Callum Mackenzie

Personal information
- Born: 31 December 1998 (age 27) Scotland

Sport
- Sport: Field hockey
- Position: Defender

Senior career
- Years: Team / Caps / Goals
- 2017–2019: Grange / - / -
- 2019–2021: Cardiff & Met / - / -
- 2021–2026: Wimbledon / - / -

National team
- Years: Team / Caps / Goals
- –: Scotland / 62 / (2)

Medal record
Representing Scotland
European Championship II
| Silver medal – second place | 2021 Gniezno | Team |
| Bronze medal – third place | 2023 Dublin | Team |
| Bronze medal – third place | 2025 Lousada | Team |
Nations Cup 2
| Gold medal – first place | 2025 Muscat | Team |

= Callum Mackenzie =

Scottish field hockey player

Callum Mackenzie (born 31 December 1998) is a Scottish field hockey player who has represented Scotland and won a bronze medal at the Men's EuroHockey Championship II.

== Biography ==
Mackenzie participated at the 2019 Men's EuroHockey Championship and helped Scotland win the silver medal at the 2021 Men's EuroHockey Championship II in Gniezno, Poland

Mackenzie played for Grange in the Scottish Hockey Premiership and then Cardiff & Met but signed for Wimbledon Hockey Club in the Men's England Hockey League from 2021. While at Wimbledon, he represented Scotland at the 2022 Commonwealth Games in Birmingham.

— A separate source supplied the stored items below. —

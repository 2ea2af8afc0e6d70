mod common;

use anyhow::Result;
use reqwest::StatusCode;
use serde_json::Value;

#[tokio::test]
async fn health_endpoint_responds() -> Result<()> {
    let server = common::ensure_server().await?;

    let res = reqwest::get(server.url("/health")).await?;
    assert_eq!(res.status(), StatusCode::OK);

    let body: Value = res.json().await?;
    assert_eq!(body["success"], true);
    assert_eq!(body["data"]["status"], "ok");
    Ok(())
}

#[tokio::test]
async fn root_lists_endpoints() -> Result<()> {
    let server = common::ensure_server().await?;

    let body: Value = reqwest::get(server.url("/")).await?.json().await?;
    assert_eq!(body["data"]["name"], "Trip Planner API");
    assert!(body["data"]["endpoints"]["daily_plans"].is_string());
    Ok(())
}

#[tokio::test]
async fn protected_routes_require_token() -> Result<()> {
    let server = common::ensure_server().await?;
    let client = reqwest::Client::new();

    let res = client.get(server.url("/api/plans")).send().await?;
    assert_eq!(res.status(), StatusCode::UNAUTHORIZED);
    let body: Value = res.json().await?;
    assert_eq!(body["code"], "UNAUTHORIZED");

    let res = client.get(server.url("/api/plans")).bearer_auth("not.a.jwt").send().await?;
    assert_eq!(res.status(), StatusCode::UNAUTHORIZED);
    Ok(())
}

#[tokio::test]
async fn whoami_echoes_token_identity() -> Result<()> {
    let server = common::ensure_server().await?;
    let user = common::TestUser::new("alice")?;

    let res = reqwest::Client::new()
        .get(server.url("/api/auth/whoami"))
        .bearer_auth(&user.token)
        .send()
        .await?;
    assert_eq!(res.status(), StatusCode::OK);

    let body: Value = res.json().await?;
    assert_eq!(body["data"]["username"], "alice");
    assert_eq!(body["data"]["user_id"], user.id.to_string());
    Ok(())
}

In 2023, he helped Scotland win the bronze medal at the 2023 Men's EuroHockey Championship II in Dublin and in August 2024, was part of the men's squad for their EuroHockey Championship qualifier in Vienna.

In February 2025, he was part of the men's squad for 2024–25 Men's FIH Hockey Nations Cup 2 in Muscat, Oman, and helped the team win the gold medal and a few months later, he helped Scotland win the bronze medal at the 2025 Men's EuroHockey Championship II in Lousada, Portugal, defeating Italy in the third place play off.

Since September 2022, Mackenzie has coached hockey at Kingston Grammar School.